# Stage Cigarettes



## brodwaydreamer (Dec 3, 2007)

Hey,
I'm really new, and i know this sounds stupid and that there are many other hard situation you guys have the choice to fix but i have 1 question: 
*how to you make stage cigarettes?*
i was recently in a play where i had to smoke, when the ordered stage cigarettes didnt come in our stage manager dockered some w/ baby powder. 
i am now in an acting class and in the scene we are performing i have to smoke again. i was wonder if anyone could help me?


----------



## Footer (Dec 3, 2007)

Usually, you get some type of herbal cigerette if you must burn something, they start with and E, can't remember the name


----------



## brodwaydreamer (Dec 3, 2007)

i heard you had to get a permit and thats a little too hard for me to manage... but its just for an acting class, so would that be a problem?


----------



## brodwaydreamer (Dec 3, 2007)

also, where would i get the herbal cigarettes?


----------



## Footer (Dec 3, 2007)

Check your local laws/school safety office for that one. As for where to get them, go to your local tobacco or... head shop... talk to your nearest smoker, they know where they are.


----------



## wolf825 (Dec 3, 2007)

brodwaydreamer said:


> Hey,
> I'm really new, and i know this sounds stupid and that there are many other hard situation you guys have the choice to fix but i have 1 question:
> *how to you make stage cigarettes?*
> i was recently in a play where i had to smoke, when the ordered stage cigarettes didnt come in our stage manager dockered some w/ baby powder.
> i am now in an acting class and in the scene we are performing i have to smoke again. i was wonder if anyone could help me?




They are called "puff cigarettes"...you blow into them rather than suck on them. Usually they contain fine talc, and no tobacco--just shredded paper/cotton and mylar foil--the talc not dangerous or deadly should you slip up and sick on one--just will give you a bad taste in your mouth.

If you had to MAKE your own--for best effect you would need a cigarette rolling machine or small pencil dowel to make the paper tube out of (tissue paper works--or some GEL FROST from the lighting department will work GREAT)--stuff it with fine cotton that has been doused in talc or babypowder (Cornstarch, flour or even confectioners powdered sugar can also work in a pinch--but the sugar will get nasty if you try and re-use it often--so try to stick with cornstarch at the least if you cannot find talc powder). and you pack these into your paper roll... The filter tip is basically rolled up paper--or can also be a gauze cotton... Put a few specs of cut up mylar confetti in the end for "look"..holiday red tinsel also works great... Making these things is EASY and up to your imagination... 

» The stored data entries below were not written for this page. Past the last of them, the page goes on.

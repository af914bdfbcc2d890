//! Secret store backends.

use std::collections::HashMap;
use std::sync::Mutex;

use keyring::Entry;

use crate::secrets::errors::SecretsResult;
use crate::secrets::profile::ProfileId;

/// Trait for key-value secret storage, one opaque secret per profile.
pub trait SecretStore: Send + Sync {
    /// Store (or replace) the secret for a profile.
    ///
    /// # Errors
    /// Returns an error if the backend rejects the write.
    fn set_secret(&self, profile: &ProfileId, secret: &str) -> SecretsResult<()>;

    /// Fetch the secret for a profile, `None` when absent.
    ///
    /// # Errors
    /// Returns an error if the backend cannot be read.
    fn get_secret(&self, profile: &ProfileId) -> SecretsResult<Option<String>>;

    /// Delete the secret for a profile. Deleting an absent secret is not an
    /// error.
    ///
    /// # Errors
    /// Returns an error if the backend rejects the delete.
    fn delete_secret(&self, profile: &ProfileId) -> SecretsResult<()>;
}

/// OS keychain implementation.
pub struct KeyringSecretStore {
    service: String,
}

impl KeyringSecretStore {
    /// Keychain service name under which secrets are filed.
    pub const DEFAULT_SERVICE: &'static str = "chatvault";

    /// Create a store using the default service name.
    #[must_use]
    pub fn new() -> Self {
        Self::with_service(Self::DEFAULT_SERVICE)
    }

    /// Create a store using a custom service name.
    #[must_use]
    pub fn with_service(service: impl Into<String>) -> Self {
        Self {
            service: service.into(),
        }
    }

    fn entry(&self, profile: &ProfileId) -> SecretsResult<Entry> {
        Ok(Entry::new(&self.service, profile.as_str())?)
    }
}

impl Default for KeyringSecretStore {
    fn default() -> Self {
        Self::new()
    }
}

impl SecretStore for KeyringSecretStore {
    fn set_secret(&self, profile: &ProfileId, secret: &str) -> SecretsResult<()> {
        self.entry(profile)?.set_password(secret)?;
        Ok(())
    }

    fn get_secret(&self, profile: &ProfileId) -> SecretsResult<Option<String>> {
        match self.entry(profile)?.get_password() {
            Ok(secret) => Ok(Some(secret)),
            Err(keyring::Error::NoEntry) => Ok(None),
            Err(err) => Err(err.into()),
        }
    }

    fn delete_secret(&self, profile: &ProfileId) -> SecretsResult<()> {
        match self.entry(profile)?.delete_credential() {
            Ok(()) | Err(keyring::Error::NoEntry) => Ok(()),
            Err(err) => Err(err.into()),
        }
    }
}

/// In-memory implementation for tests and keychain-less environments.
#[derive(Default)]
pub struct MemorySecretStore {
    secrets: Mutex<HashMap<String, String>>,
}

impl MemorySecretStore {
    /// Create an empty in-memory store.
    #[must_use]
    pub fn new() -> Self {
        Self::default()
    }

    fn lock(&self) -> std::sync::MutexGuard<'_, HashMap<String, String>> {
        self.secrets
            .lock()
            .unwrap_or_else(std::sync::PoisonError::into_inner)
    }
}

impl SecretStore for MemorySecretStore {
    fn set_secret(&self, profile: &ProfileId, secret: &str) -> SecretsResult<()> {
        self.lock()
            .insert(profile.as_str().to_string(), secret.to_string());
        Ok(())
    }

    fn get_secret(&self, profile: &ProfileId) -> SecretsResult<Option<String>> {
        Ok(self.lock().get(profile.as_str()).cloned())
    }

    fn delete_secret(&self, profile: &ProfileId) -> SecretsResult<()> {
        self.lock().remove(profile.as_str());
        Ok(())
    }
}
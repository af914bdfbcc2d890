//! Error types for conversation storage.

use thiserror::Error;

/// Conversation subsystem error type.
#[derive(Debug, Error)]
pub enum ChatError {
    /// Invalid configuration or unsupported values.
    #[error("invalid configuration: {0}")]
    InvalidConfig(String),
    /// A stored record failed to decode or referenced a missing row.
    #[error("invalid record: {0}")]
    InvalidRecord(String),
    /// `SQLite` storage error (sync).
    #[error("sqlite error: {0}")]
    Sqlite(#[from] rusqlite::Error),
    /// `SQLite` storage error (async).
    #[error("tokio-rusqlite error: {0}")]
    TokioSqlite(#[from] tokio_rusqlite::Error),
}

/// Convenience result alias for conversation operations.
pub type ChatResult<T> = Result<T, ChatError>;
//! `SQLite`-backed message store.

use std::str::FromStr;
use std::sync::Arc;

use tokio_rusqlite::Connection;

use crate::core::config::StorageConfig;
use crate::core::errors::{ChatError, ChatResult};
use crate::core::ids::ConversationId;
use crate::core::types::{Message, MessageRole};
use crate::storage::StoreFuture;

/// Trait for message storage.
pub trait MessageStore: Send + Sync {
    /// Append a message to its conversation.
    ///
    /// # Errors
    /// Returns an error if storage access fails.
    fn append(&self, message: Message) -> StoreFuture<'_, ChatResult<()>>;

    /// Load the most recent messages for a conversation, oldest first.
    ///
    /// # Errors
    /// Returns an error if storage access fails.
    fn load_recent(
        &self,
        conversation_id: ConversationId,
        limit: usize,
    ) -> StoreFuture<'_, ChatResult<Vec<Message>>>;

    /// Count messages belonging to a conversation.
    ///
    /// # Errors
    /// Returns an error if storage access fails.
    fn count(&self, conversation_id: ConversationId) -> StoreFuture<'_, ChatResult<u64>>;
}

/// `SQLite` implementation of message storage.
pub struct SqliteMessageStore {
    conn: Arc<Connection>,
    table: String,
}

impl SqliteMessageStore {
    /// Initialize the store and create the table if it doesn't exist.
    ///
    /// # Errors
    /// Returns an error if database operations fail.
    pub async fn new(conn: Arc<Connection>, config: &StorageConfig) -> ChatResult<Self> {
        let table = config.message_table.clone();
        let table_name = table.clone();

        conn.call(move |conn| {
            conn.execute_batch(&format!(
                "CREATE TABLE IF NOT EXISTS {table_name} (
                    id TEXT PRIMARY KEY,
                    conversation_id TEXT NOT NULL,
                    role TEXT NOT NULL,
                    content TEXT NOT NULL,
                    ts INTEGER NOT NULL
                );
                CREATE INDEX IF NOT EXISTS idx_{table_name}_conversation_ts
                    ON {table_name} (conversation_id, ts);"
            ))?;
            Ok(())
        })
        .await?;

        Ok(Self { conn, table })
    }
}

impl MessageStore for SqliteMessageStore {
    fn append(&self, message: Message) -> StoreFuture<'_, ChatResult<()>> {
        Box::pin(async move {
            let table = self.table.clone();
            self.conn
                .call(move |conn| {
                    conn.execute(
                        &format!(
                            "INSERT INTO {table} (id, conversation_id, role, content, ts)
                             VALUES (?1, ?2, ?3, ?4, ?5)"
                        ),
                        rusqlite::params![
                            message.id,
                            message.conversation_id,
                            message.role.as_str(),
                            message.content,
                            message.timestamp
                        ],
                    )?;
                    Ok(())
                })
                .await?;
            Ok(())
        })
    }

    fn load_recent(
        &self,
        conversation_id: ConversationId,
        limit: usize,
    ) -> StoreFuture<'_, ChatResult<Vec<Message>>> {
        Box::pin(async move {
            let table = self.table.clone();
            let limit = i64::try_from(limit)
                .map_err(|_| ChatError::InvalidRecord("limit exceeds i64".to_string()))?;
            let mut rows = self
                .conn
                .call(move |conn| {
                    let mut stmt = conn.prepare(&format!(
                        "SELECT id, role, content, ts
                         FROM {table}
                         WHERE conversation_id = ?1
                         ORDER BY ts DESC, rowid DESC
                         LIMIT ?2"
                    ))?;
                    let rows = stmt
                        .query_map(rusqlite::params![conversation_id, limit], |row| {
                            let id = row.get(0)?;
                            let role: String = row.get(1)?;
                            let content: String = row.get(2)?;
                            let ts: i64 = row.get(3)?;
                            Ok((id, role, content, ts))
                        })?
                        .collect::<Result<Vec<_>, rusqlite::Error>>()?;
                    Ok(rows)
                })
                .await?;

            rows.reverse();
            let mut messages = Vec::with_capacity(rows.len());
            for (id, role, content, ts) in rows {
                let role = MessageRole::from_str(&role)
                    .map_err(|err| ChatError::InvalidRecord(format!("invalid role: {err}")))?;
                messages.push(Message {
                    id,
                    conversation_id,
                    role,
                    content,
                    timestamp: ts,
                });
            }

            Ok(messages)
        })
    }

    fn count(&self, conversation_id: ConversationId) -> StoreFuture<'_, ChatResult<u64>> {
        Box::pin(async move {
            let table = self.table.clone();
            let count = self
                .conn
                .call(move |conn| {
                    let count: i64 = conn.query_row(
                        &format!("SELECT COUNT(*) FROM {table} WHERE conversation_id = ?1"),
                        rusqlite::params![conversation_id],
                        |row| row.get(0),
                    )?;
                    Ok(count)
                })
                .await?;
            let count = u64::try_from(count)
                .map_err(|_| ChatError::InvalidRecord("invalid message count".to_string()))?;
            Ok(count)
        })
    }
}
//! Heuristic title generation from the first user message.
//!
//! Three strategies, tried in order: question keywords, action verb plus its
//! object, plain truncation with an ellipsis.

use regex::Regex;

use crate::core::config::TitlingConfig;
use crate::core::types::Conversation;

/// Tokens ignored when extracting question keywords.
const STOPWORDS: &[&str] = &[
    "a", "about", "am", "an", "and", "are", "as", "at", "be", "by", "can", "could", "do", "does",
    "for", "from", "had", "has", "have", "he", "how", "i", "if", "in", "is", "it", "me", "my",
    "no", "not", "of", "on", "or", "please", "she", "should", "tell", "that", "the", "they",
    "this", "to", "was", "we", "what", "when", "where", "which", "who", "why", "will", "with",
    "would", "you", "your",
];

/// Leading verbs that mark an actionable request.
const ACTION_VERBS: &[&str] = &[
    "analyze", "brainstorm", "build", "compare", "compose", "create", "debug", "design", "draft",
    "draw", "explain", "find", "fix", "generate", "help", "improve", "list", "make", "outline",
    "plan", "refactor", "review", "search", "show", "summarize", "translate", "write",
];

/// Question marks recognized as such (ASCII and full-width).
const QUESTION_MARKS: [char; 2] = ['?', '？'];

/// Generates display titles from raw user messages.
pub struct TitleGenerator {
    max_chars: usize,
    max_keywords: usize,
    word_re: Regex,
}

impl TitleGenerator {
    /// Create a title generator.
    ///
    /// # Errors
    /// Returns an error if the tokenizer pattern is invalid.
    pub fn new(config: &TitlingConfig) -> Result<Self, regex::Error> {
        Ok(Self {
            max_chars: config.max_chars,
            max_keywords: config.max_keywords,
            word_re: Regex::new(r"[\p{Alphabetic}\p{N}']+")?,
        })
    }

    /// Generate a title for `message`.
    ///
    /// Blank input falls back to the default conversation title.
    #[must_use]
    pub fn generate(&self, message: &str) -> String {
        let trimmed = message.trim();
        if trimmed.is_empty() {
            return Conversation::DEFAULT_TITLE.to_string();
        }

        if let Some(title) = self.question_title(trimmed) {
            return title;
        }
        if let Some(title) = self.action_title(trimmed) {
            return title;
        }
        self.truncated_title(trimmed)
    }

    /// Keyword title for messages carrying a question mark.
    fn question_title(&self, text: &str) -> Option<String> {
        let mark = text.find(&QUESTION_MARKS[..])?;
        let keywords: Vec<&str> = self
            .word_re
            .find_iter(&text[..mark])
            .map(|m| m.as_str())
            .filter(|token| !STOPWORDS.contains(&token.to_lowercase().as_str()))
            .take(self.max_keywords)
            .collect();
        if keywords.is_empty() {
            return None;
        }

        let mut title = capitalize(&keywords.join(" "));
        title.push('?');
        Some(title)
    }

    /// Verb-plus-object title for actionable requests.
    fn action_title(&self, text: &str) -> Option<String> {
        let tokens: Vec<&str> = self.word_re.find_iter(text).map(|m| m.as_str()).collect();
        let verb_at = tokens
            .iter()
            .position(|token| ACTION_VERBS.contains(&token.to_lowercase().as_str()))?;

        let mut title = capitalize(tokens[verb_at]);
        if let Some(object) = tokens.get(verb_at + 1) {
            title.push(' ');
            title.push_str(object);
        }
        Some(title)
    }

    /// Raw message, truncated at the character budget with an ellipsis.
    fn truncated_title(&self, text: &str) -> String {
        if text.chars().count() <= self.max_chars {
            return text.to_string();
        }
        let mut title: String = text.chars().take(self.max_chars).collect();
        title.push_str("...");
        title
    }
}

fn capitalize(text: &str) -> String {
    let mut chars = text.chars();
    match chars.next() {
        Some(first) => first.to_uppercase().collect::<String>() + chars.as_str(),
        None => String::new(),
    }
}

#[cfg(test)]
mod tests {
    use super::*;

    fn generator() -> TitleGenerator {
        TitleGenerator::new(&TitlingConfig::default()).unwrap()
    }

    #[test]
    fn test_question_keeps_at_most_three_keywords() {
        let title = generator().generate("what is the rust borrow checker doing here exactly?");
        assert_eq!(title, "Rust borrow checker?");

        let stripped = title.strip_suffix('?').unwrap();
        assert!(stripped.split_whitespace().count() <= 3);
        assert!(
            stripped
                .split_whitespace()
                .all(|token| !STOPWORDS.contains(&token.to_lowercase().as_str()))
        );
    }

    #[test]
    fn test_fullwidth_question_mark_detected() {
        let title = generator().generate("东京的天气怎么样？");
        assert!(title.ends_with('?'));
    }

    #[test]
    fn test_all_stopword_question_falls_through() {
        // No usable keywords: short message passes through untouched.
        let title = generator().generate("what is it?");
        assert_eq!(title, "what is it?");
    }

    #[test]
    fn test_action_verb_with_object() {
        assert_eq!(generator().generate("write an essay about whales"), "Write an");
        assert_eq!(generator().generate("please summarize yesterday's meeting"), "Summarize yesterday's");
    }

    #[test]
    fn test_truncation_at_exact_budget() {
        let message = "x".repeat(45);
        let title = generator().generate(&message);
        assert_eq!(title.chars().count(), 30 + 3);
        assert!(title.ends_with("..."));
        assert_eq!(&title[..30], &message[..30]);
    }

    #[test]
    fn test_short_message_passes_through() {
        assert_eq!(generator().generate("good morning"), "good morning");
    }

    #[test]
    fn test_blank_message_gets_default_title() {
        assert_eq!(generator().generate("   "), Conversation::DEFAULT_TITLE);
    }
}
//! Recency bucketing of conversations for sidebar display.
//!
//! "This week" is a rolling seven-day window over UTC dates rather than a
//! calendar week, so bucketing does not depend on locale week-start rules.

use chrono::{DateTime, Days, TimeZone, Utc};
use serde::{Deserialize, Serialize};

use crate::core::types::Conversation;

/// Fixed recency buckets, in display order.
#[derive(Clone, Copy, Debug, Eq, PartialEq, Hash, Serialize, Deserialize)]
#[serde(rename_all = "snake_case")]
pub enum DateBucket {
    /// Updated today (or carrying a future timestamp).
    Today,
    /// Updated yesterday.
    Yesterday,
    /// Updated within the past seven days, before yesterday.
    ThisWeek,
    /// Everything older.
    Earlier,
}

impl DateBucket {
    /// Buckets in the order they are displayed.
    pub const DISPLAY_ORDER: [Self; 4] = [Self::Today, Self::Yesterday, Self::ThisWeek, Self::Earlier];

    /// Human-readable section label.
    #[must_use]
    pub const fn label(self) -> &'static str {
        match self {
            Self::Today => "Today",
            Self::Yesterday => "Yesterday",
            Self::ThisWeek => "This Week",
            Self::Earlier => "Earlier",
        }
    }
}

/// A non-empty bucket of conversations.
#[derive(Clone, Debug, PartialEq, Eq, Serialize, Deserialize)]
pub struct ConversationGroup {
    /// Which recency bucket this group represents.
    pub bucket: DateBucket,
    /// Conversations in the bucket, most recent first.
    pub conversations: Vec<Conversation>,
}

/// Classify a millisecond timestamp relative to `now`.
#[must_use]
pub fn bucket_for(updated_at_ms: i64, now: DateTime<Utc>) -> DateBucket {
    let Some(updated) = Utc.timestamp_millis_opt(updated_at_ms).single() else {
        return DateBucket::Earlier;
    };

    let today = now.date_naive();
    let date = updated.date_naive();
    if date >= today {
        return DateBucket::Today;
    }
    if Some(date) == today.checked_sub_days(Days::new(1)) {
        return DateBucket::Yesterday;
    }
    match today.checked_sub_days(Days::new(7)) {
        Some(week_floor) if date > week_floor => DateBucket::ThisWeek,
        _ => DateBucket::Earlier,
    }
}

/// Bucket conversations by `updated_at`, preserving their relative order and
/// skipping empty buckets.
///
/// Callers pass the active listing only; this function does not re-filter by
/// message count.
#[must_use]
pub fn group_by_recency(
    conversations: Vec<Conversation>,
    now: DateTime<Utc>,
) -> Vec<ConversationGroup> {
    DateBucket::DISPLAY_ORDER
        .into_iter()
        .filter_map(|bucket| {
            let matching: Vec<Conversation> = conversations
                .iter()
                .filter(|c| bucket_for(c.updated_at, now) == bucket)
                .cloned()
                .collect();
            if matching.is_empty() {
                None
            } else {
                Some(ConversationGroup {
                    bucket,
                    conversations: matching,
                })
            }
        })
        .collect()
}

Sometimes in drama classes--simply having a cigarette or form of cigarette is enough to convey the act of smoking without the smoke..depends on the scene and issue.. But if you are looking for a source of pre made puff cigarettes--here is an online one... 

http://www.thecostumer.com/cfwebstore/index.cfm?fuseaction=product.display&Product_ID=3192

I hope this helps...as smoking REAL cigarettes is NOT the way to go in my view...even the herbal ones can irritate... 

-w


----------



## brodwaydreamer (Dec 3, 2007)

i cant legally smoke anyway, not that i would want to. 

but is there a way for me to make a really rough version of a "puffer cigarette"? i have used one on stage before, all pre-made. but i have also used one that was home made, the stage manager made it with some paper and baby powder.

???


----------



## brodwaydreamer (Dec 3, 2007)

*puff cigarettes
... sorry


----------



## wolf825 (Dec 3, 2007)

brodwaydreamer said:


> i cant legally smoke anyway, not that i would want to.
> but is there a way for me to make a really rough version of a "puffer cigarette"? i have used one on stage before, all pre-made. but i have also used one that was home made, the stage manager made it with some paper and baby powder.
> ???



I updated my post to include a rough way to make them yourself without using a real cigarette....

-w


----------



## brodwaydreamer (Dec 3, 2007)

THANK YOU!!


----------



## wolf825 (Dec 3, 2007)

brodwaydreamer said:


> THANK YOU!!




welcome... hope it helps you out. 

-w


----------



## brodwaydreamer (Dec 3, 2007)

im sure it will


----------



## Van (Dec 4, 2007)

***********Caution********
Warning Will Robinson
Danger Danger!
Don't use Talc. Use Cornstarch. Talcum powder is/ can be extremely irratating to the trachea, and bronchial passages. Most people don't realise, but Talc and Asbestos are the same mineral in different forms, research has also found that in days past lot's of talcum power contained traces of asbestos. Todays is much safer, but still more "dangerous" than Cornstarch. I bet Gaff, Dave or any other parent will tell you they only use cornstarch powders on thier babies butts now days too.


----------



## gafftaper (Dec 4, 2007)

No need to make your own, the real ones are cheap and easily available. Put some phone calls into a local magic shop, party supply, or year round costume place, or order them on-line. Here they are on [URL='http://www.amazon.com/exec/obidos/tg/detail/-/B0006GK61Q/ref=pd_sl_aw_alx-jeb-9-1_toy_25265657_3"]amazon[/URL] 2 for $1.19



Van said:


> I bet Gaff, Dave or any other parent will tell you they only use cornstarch powders on thier babies butts now days too.


Sure do. I don't think you can even buy talc in the baby section anymore unless you are at a shady discount store selling that Chinese lead based powder.


----------



## punktech (Dec 4, 2007)

there are actually fancier ones you can get thought theatrical supply places as well these have glittering ends, and you insert a tab that you use in model trains to make the smoke stacks on them puff smoke. they look really good, and are only a bit more expensive, the cheapest of this kinda are only one use though.


----------